[Stored items]

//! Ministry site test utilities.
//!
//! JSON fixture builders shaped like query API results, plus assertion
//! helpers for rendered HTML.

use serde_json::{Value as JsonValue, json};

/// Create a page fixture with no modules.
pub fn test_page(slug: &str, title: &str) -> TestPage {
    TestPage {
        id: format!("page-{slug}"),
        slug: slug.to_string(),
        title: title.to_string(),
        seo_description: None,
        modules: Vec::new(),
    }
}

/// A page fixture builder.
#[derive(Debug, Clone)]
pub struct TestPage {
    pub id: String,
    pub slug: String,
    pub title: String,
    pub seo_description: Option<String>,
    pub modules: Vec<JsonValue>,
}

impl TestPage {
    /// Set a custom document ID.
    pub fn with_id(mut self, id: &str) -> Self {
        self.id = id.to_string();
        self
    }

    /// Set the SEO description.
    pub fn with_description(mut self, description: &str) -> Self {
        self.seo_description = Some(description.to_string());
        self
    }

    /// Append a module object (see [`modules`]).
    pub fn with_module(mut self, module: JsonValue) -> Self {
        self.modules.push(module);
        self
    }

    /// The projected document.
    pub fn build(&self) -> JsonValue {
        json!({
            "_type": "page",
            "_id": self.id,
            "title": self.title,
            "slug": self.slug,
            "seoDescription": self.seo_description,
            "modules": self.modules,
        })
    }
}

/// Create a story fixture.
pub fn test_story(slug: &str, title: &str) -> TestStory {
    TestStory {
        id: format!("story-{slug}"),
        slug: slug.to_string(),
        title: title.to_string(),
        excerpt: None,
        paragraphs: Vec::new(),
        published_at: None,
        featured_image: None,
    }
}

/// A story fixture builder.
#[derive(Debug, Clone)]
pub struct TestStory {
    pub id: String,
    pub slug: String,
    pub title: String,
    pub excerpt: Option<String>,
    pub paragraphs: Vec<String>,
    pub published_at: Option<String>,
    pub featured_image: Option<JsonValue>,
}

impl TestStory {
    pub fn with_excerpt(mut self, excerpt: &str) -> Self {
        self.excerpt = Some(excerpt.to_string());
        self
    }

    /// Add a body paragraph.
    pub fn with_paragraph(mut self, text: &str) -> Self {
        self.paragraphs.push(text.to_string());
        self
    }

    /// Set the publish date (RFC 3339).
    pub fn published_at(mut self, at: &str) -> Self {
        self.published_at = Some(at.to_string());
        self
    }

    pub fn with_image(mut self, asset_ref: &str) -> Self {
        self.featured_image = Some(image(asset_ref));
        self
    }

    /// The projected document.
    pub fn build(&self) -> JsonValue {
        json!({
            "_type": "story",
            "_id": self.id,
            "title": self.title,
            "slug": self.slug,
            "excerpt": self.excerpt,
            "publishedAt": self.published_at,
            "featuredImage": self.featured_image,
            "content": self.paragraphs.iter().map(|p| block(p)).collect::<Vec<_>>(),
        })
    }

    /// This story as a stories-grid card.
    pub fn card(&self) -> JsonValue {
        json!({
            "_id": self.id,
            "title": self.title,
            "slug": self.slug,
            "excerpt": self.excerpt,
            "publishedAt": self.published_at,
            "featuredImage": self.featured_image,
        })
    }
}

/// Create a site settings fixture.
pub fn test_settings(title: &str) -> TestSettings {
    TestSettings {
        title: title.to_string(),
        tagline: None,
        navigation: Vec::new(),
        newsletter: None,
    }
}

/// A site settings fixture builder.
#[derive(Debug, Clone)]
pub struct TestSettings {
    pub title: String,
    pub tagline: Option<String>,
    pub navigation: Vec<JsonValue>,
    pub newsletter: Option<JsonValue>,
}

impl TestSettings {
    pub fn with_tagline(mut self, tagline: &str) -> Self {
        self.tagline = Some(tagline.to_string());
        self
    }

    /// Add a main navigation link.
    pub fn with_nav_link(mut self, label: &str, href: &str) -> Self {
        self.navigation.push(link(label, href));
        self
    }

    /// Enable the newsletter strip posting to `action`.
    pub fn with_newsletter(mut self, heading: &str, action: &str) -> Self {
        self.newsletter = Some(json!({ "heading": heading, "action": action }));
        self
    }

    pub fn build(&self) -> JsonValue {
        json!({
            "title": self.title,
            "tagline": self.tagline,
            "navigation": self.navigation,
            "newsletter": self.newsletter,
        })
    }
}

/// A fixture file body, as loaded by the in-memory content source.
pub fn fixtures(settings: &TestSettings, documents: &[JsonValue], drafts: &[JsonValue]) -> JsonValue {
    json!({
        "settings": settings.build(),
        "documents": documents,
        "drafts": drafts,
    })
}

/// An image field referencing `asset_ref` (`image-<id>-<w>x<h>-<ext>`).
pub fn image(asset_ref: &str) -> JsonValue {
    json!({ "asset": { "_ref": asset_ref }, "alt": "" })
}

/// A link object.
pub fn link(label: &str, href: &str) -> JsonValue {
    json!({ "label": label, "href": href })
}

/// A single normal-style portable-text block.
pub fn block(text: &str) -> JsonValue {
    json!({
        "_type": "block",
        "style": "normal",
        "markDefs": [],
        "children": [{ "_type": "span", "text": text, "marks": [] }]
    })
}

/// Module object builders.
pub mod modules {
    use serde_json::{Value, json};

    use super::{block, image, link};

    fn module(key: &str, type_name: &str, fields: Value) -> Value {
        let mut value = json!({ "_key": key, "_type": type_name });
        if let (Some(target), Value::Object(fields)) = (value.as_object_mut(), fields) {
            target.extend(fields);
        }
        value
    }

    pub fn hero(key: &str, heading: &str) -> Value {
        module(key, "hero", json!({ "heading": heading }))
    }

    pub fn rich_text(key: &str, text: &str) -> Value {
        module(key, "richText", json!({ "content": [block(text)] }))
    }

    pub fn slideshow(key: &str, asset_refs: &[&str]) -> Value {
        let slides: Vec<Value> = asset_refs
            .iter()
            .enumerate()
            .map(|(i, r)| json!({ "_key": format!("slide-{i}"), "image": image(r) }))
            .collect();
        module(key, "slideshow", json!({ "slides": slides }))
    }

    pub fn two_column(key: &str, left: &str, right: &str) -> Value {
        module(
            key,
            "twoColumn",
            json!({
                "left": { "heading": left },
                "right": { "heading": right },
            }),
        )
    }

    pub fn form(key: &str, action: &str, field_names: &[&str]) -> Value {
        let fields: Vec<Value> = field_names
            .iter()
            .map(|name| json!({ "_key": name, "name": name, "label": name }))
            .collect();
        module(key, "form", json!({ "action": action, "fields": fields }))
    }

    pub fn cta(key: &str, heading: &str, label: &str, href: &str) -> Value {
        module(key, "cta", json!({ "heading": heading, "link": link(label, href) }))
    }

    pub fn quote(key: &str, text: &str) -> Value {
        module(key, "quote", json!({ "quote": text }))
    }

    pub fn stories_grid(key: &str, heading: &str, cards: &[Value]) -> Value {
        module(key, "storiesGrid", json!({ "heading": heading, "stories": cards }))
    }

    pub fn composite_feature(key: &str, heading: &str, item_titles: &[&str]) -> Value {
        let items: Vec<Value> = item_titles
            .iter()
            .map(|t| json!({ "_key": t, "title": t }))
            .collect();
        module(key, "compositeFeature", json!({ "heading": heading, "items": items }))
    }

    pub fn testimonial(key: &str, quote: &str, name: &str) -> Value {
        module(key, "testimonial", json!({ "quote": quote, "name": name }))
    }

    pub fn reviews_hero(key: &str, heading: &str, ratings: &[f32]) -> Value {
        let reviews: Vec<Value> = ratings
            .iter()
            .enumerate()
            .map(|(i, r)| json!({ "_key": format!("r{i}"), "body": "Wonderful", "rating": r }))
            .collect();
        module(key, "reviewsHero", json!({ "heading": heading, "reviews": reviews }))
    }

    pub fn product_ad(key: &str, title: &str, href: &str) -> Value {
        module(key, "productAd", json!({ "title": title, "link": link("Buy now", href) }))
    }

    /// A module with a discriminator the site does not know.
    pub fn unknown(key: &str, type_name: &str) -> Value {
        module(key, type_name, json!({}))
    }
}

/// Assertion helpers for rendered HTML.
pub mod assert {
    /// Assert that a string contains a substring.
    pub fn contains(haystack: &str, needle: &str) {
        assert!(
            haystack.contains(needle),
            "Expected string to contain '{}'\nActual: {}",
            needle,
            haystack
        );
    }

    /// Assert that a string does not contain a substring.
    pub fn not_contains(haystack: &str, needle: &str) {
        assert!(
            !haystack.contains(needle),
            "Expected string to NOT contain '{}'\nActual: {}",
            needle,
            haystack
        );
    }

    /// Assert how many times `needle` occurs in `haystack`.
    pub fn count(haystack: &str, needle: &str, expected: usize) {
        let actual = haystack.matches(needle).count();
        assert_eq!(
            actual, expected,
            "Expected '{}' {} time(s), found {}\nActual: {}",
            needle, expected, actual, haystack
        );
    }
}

- [ABOUT THIS EXERCISE]: Look above and return each line of the records exactly, from the very first through the line with "pub fn with_description(mut", both included.

- [EXERCISE ANSWER]:
//! Ministry site test utilities.
//!
//! JSON fixture builders shaped like query API results, plus assertion
//! helpers for rendered HTML.

use serde_json::{Value as JsonValue, json};

/// Create a page fixture with no modules.
pub fn test_page(slug: &str, title: &str) -> TestPage {
    TestPage {
        id: format!("page-{slug}"),
        slug: slug.to_string(),
        title: title.to_string(),
        seo_description: None,
        modules: Vec::new(),
    }
}

/// A page fixture builder.
#[derive(Debug, Clone)]
pub struct TestPage {
    pub id: String,
    pub slug: String,
    pub title: String,
    pub seo_description: Option<String>,
    pub modules: Vec<JsonValue>,
}

impl TestPage {
    /// Set a custom document ID.
    pub fn with_id(mut self, id: &str) -> Self {
        self.id = id.to_string();
        self
    }

    /// Set the SEO description.
    pub fn with_description(mut self, description: &str) -> Self {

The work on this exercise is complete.